Saved entries
//! Expiring persisted value: a named slot holding `{ value, expiry }`.
//!
//! There is no refresh API. A read returns the stored value while it is
//! valid and transparently replaces it once it has expired.

use std::fmt;
use std::sync::Arc;

use chrono::{DateTime, Duration, Utc};
use serde::{Deserialize, Serialize};

use ahoy_core::errors::StorageError;
use ahoy_core::tracing::events;
use ahoy_core::{Clock, KeyValueStore};

/// Stored form of a slot.
#[derive(Debug, Clone, PartialEq, Eq, Serialize, Deserialize)]
pub struct SlotEnvelope {
    pub value: String,
    /// `None` never expires.
    pub expiry: Option<DateTime<Utc>>,
}

impl SlotEnvelope {
    pub fn is_expired(&self, now: DateTime<Utc>) -> bool {
        self.expiry.is_some_and(|expiry| now > expiry)
    }
}

type Generator = Box<dyn Fn() -> String + Send + Sync>;

/// A single expiring slot in a key-value store.
///
/// Concurrent first reads of an empty or expired slot are not coordinated:
/// both may generate a value and the last write wins.
pub struct ExpiringSlot {
    key: String,
    lifetime: Option<Duration>,
    store: Arc<dyn KeyValueStore>,
    clock: Arc<dyn Clock>,
    generator: Generator,
}

impl ExpiringSlot {
    pub fn new<G>(
        key: impl Into<String>,
        lifetime: Option<Duration>,
        store: Arc<dyn KeyValueStore>,
        clock: Arc<dyn Clock>,
        generator: G,
    ) -> Self
    where
        G: Fn() -> String + Send + Sync + 'static,
    {
        Self {
            key: key.into(),
            lifetime,
            store,
            clock,
            generator: Box::new(generator),
        }
    }

    pub fn key(&self) -> &str {
        &self.key
    }

    pub fn lifetime(&self) -> Option<Duration> {
        self.lifetime
    }

    /// Return the stored value, or generate and persist a new one if the slot
    /// is empty, unreadable, or expired.
    ///
    /// The expiry is fixed when a value is issued, so changing the lifetime
    /// only affects values issued afterwards.
    pub fn get_or_create(&self) -> Result<String, StorageError> {
        let now = self.clock.now();

        if let Some(envelope) = self.peek()? {
            if !envelope.is_expired(now) {
                return Ok(envelope.value);
            }
            tracing::debug!(slot = %self.key, "slot expired, issuing a new value");
        }

        let envelope = SlotEnvelope {
            value: (self.generator)(),
            // Overflowing the calendar means the value simply never expires.
            expiry: self.lifetime.and_then(|d| now.checked_add_signed(d)),
        };
        let bytes = serde_json::to_vec(&envelope).map_err(|e| StorageError::EncodingFailed {
            key: self.key.clone(),
            reason: e.to_string(),
        })?;
        self.store.set(&self.key, &bytes)?;
        events::token_issued(&self.key, envelope.expiry.is_some());

        Ok(envelope.value)
    }

    /// Read the stored envelope without creating one. Undecodable bytes read
    /// as empty so the next `get_or_create` overwrites them.
    pub fn peek(&self) -> Result<Option<SlotEnvelope>, StorageError> {
        let Some(bytes) = self.store.get(&self.key)? else {
            return Ok(None);
        };
        match serde_json::from_slice::<SlotEnvelope>(&bytes) {
            Ok(envelope) => Ok(Some(envelope)),
            Err(e) => {
                tracing::warn!(slot = %self.key, error = %e, "discarding unreadable token slot");
                Ok(None)
            }
        }
    }

    /// Remove the slot; the next read issues a new value.
    pub fn clear(&self) -> Result<(), StorageError> {
        self.store.remove(&self.key)
    }
}

impl fmt::Debug for ExpiringSlot {
    fn fmt(&self, f: &mut fmt::Formatter<'_>) -> fmt::Result {
        f.debug_struct("ExpiringSlot")
            .field("key", &self.key)
            .field("lifetime", &self.lifetime)
            .finish_non_exhaustive()
    }
}
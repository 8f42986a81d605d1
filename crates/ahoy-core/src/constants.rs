//! Wire and storage constants shared across the workspace.

/// Storage key of the long-lived visitor token slot.
pub const VISITOR_TOKEN_KEY: &str = "ahoy_visitor_token";

/// Storage key of the expiring visit token slot.
pub const VISIT_TOKEN_KEY: &str = "ahoy_visit_token";

/// Header carrying the visitor token.
pub const HEADER_VISITOR: &str = "Ahoy-Visitor";

/// Header carrying the visit token.
pub const HEADER_VISIT: &str = "Ahoy-Visit";

pub const HEADER_CONTENT_TYPE: &str = "Content-Type";

pub const JSON_CONTENT_TYPE: &str = "application/json; charset=utf-8";

/// Inclusive range of HTTP status codes treated as success.
pub const ACCEPTABLE_STATUS: std::ops::RangeInclusive<u16> = 200..=399;
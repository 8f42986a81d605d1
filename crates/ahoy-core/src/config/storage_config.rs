use serde::{Deserialize, Serialize};

/// Token persistence configuration.
#[derive(Debug, Clone, Default, PartialEq, Eq, Serialize, Deserialize)]
#[serde(default)]
pub struct StorageConfig {
    /// SQLite database file for token slots. `None` keeps tokens in memory,
    /// which means a new visitor per process.
    pub path: Option<String>,
}
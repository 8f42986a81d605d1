//! # ahoy-storage
//!
//! Backends for the [`KeyValueStore`](ahoy_core::KeyValueStore) seam that
//! holds the persisted token slots.
//!
//! - `memory`: `MemoryStore`, process-local, backed by `DashMap`
//! - `sqlite`: `SqliteStore`, a single-table SQLite database

pub mod memory;
pub mod sqlite;

pub use memory::MemoryStore;
pub use sqlite::SqliteStore;

use ahoy_core::errors::StorageError;

/// Convert a backend error message into a `StorageError`.
pub(crate) fn to_storage_err(message: String) -> StorageError {
    StorageError::SqliteError { message }
}
//! A named event, fully specified by the caller.

use chrono::{DateTime, Utc};

use super::Properties;

#[derive(Debug, Clone, PartialEq)]
pub struct Event {
    id: Option<String>,
    name: String,
    properties: Properties,
    timestamp: DateTime<Utc>,
}

impl Event {
    pub fn new(name: impl Into<String>, properties: Properties, timestamp: DateTime<Utc>) -> Self {
        Self {
            id: None,
            name: name.into(),
            properties,
            timestamp,
        }
    }

    /// Attach a caller-chosen event id, used by the collector for deduplication.
    pub fn with_id(mut self, id: impl Into<String>) -> Self {
        self.id = Some(id.into());
        self
    }

    pub fn id(&self) -> Option<&str> {
        self.id.as_deref()
    }

    pub fn name(&self) -> &str {
        &self.name
    }

    pub fn properties(&self) -> &Properties {
        &self.properties
    }

    pub fn timestamp(&self) -> DateTime<Utc> {
        self.timestamp
    }
}
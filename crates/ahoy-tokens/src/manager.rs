//! Default token store: visitor and visit slots over the context's store.

use chrono::Duration;

use ahoy_core::config::defaults::DEFAULT_VISIT_DURATION_SECS;
use ahoy_core::constants::{VISITOR_TOKEN_KEY, VISIT_TOKEN_KEY};
use ahoy_core::{AhoyResult, TokenStore};

use crate::context::TrackingContext;
use crate::slot::ExpiringSlot;

/// Manages the visitor token (never expires) and the visit token (rotates
/// after the visit duration).
#[derive(Debug)]
pub struct TokenManager {
    visitor: ExpiringSlot,
    visit: ExpiringSlot,
}

impl TokenManager {
    pub fn new(context: &TrackingContext, visit_duration: Duration) -> Self {
        let device_id = context.device_id.clone();
        let visitor_ids = context.ids.clone();
        let visitor = ExpiringSlot::new(
            VISITOR_TOKEN_KEY,
            None,
            context.store.clone(),
            context.clock.clone(),
            move || {
                device_id
                    .device_id()
                    .unwrap_or_else(|| visitor_ids.generate())
            },
        );

        let visit_ids = context.ids.clone();
        let visit = ExpiringSlot::new(
            VISIT_TOKEN_KEY,
            Some(visit_duration),
            context.store.clone(),
            context.clock.clone(),
            move || visit_ids.generate(),
        );

        Self { visitor, visit }
    }

    /// Token manager with the default 30 minute visit duration.
    pub fn with_default_duration(context: &TrackingContext) -> Self {
        Self::new(
            context,
            Duration::seconds(DEFAULT_VISIT_DURATION_SECS as i64),
        )
    }

    pub fn visit_duration(&self) -> Option<Duration> {
        self.visit.lifetime()
    }

    /// Forget both tokens. The next read issues a new visitor and visit.
    pub fn reset(&self) -> AhoyResult<()> {
        self.visit.clear()?;
        self.visitor.clear()?;
        Ok(())
    }
}

impl TokenStore for TokenManager {
    fn visitor_token(&self) -> AhoyResult<String> {
        Ok(self.visitor.get_or_create()?)
    }

    fn visit_token(&self) -> AhoyResult<String> {
        Ok(self.visit.get_or_create()?)
    }
}
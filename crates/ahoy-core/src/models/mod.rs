//! Tracking data model: tokens, visits, events, and scalar property values.

pub mod event;
pub mod scalar;
pub mod timestamp;
pub mod token_pair;
pub mod visit;

pub use event::Event;
pub use scalar::{Properties, ScalarValue};
pub use token_pair::TokenPair;
pub use visit::Visit;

**Your objective:**
Your task is to find each line in the entries that contains the string "crates" and copy it.

**Output for this exercise:**
filename crates/ahoy-core/src/constants.rs
filename crates/ahoy-core/src/config/storage_config.rs
filename crates/ahoy-tokens/src/manager.rs
filename crates/ahoy-core/src/models/mod.rs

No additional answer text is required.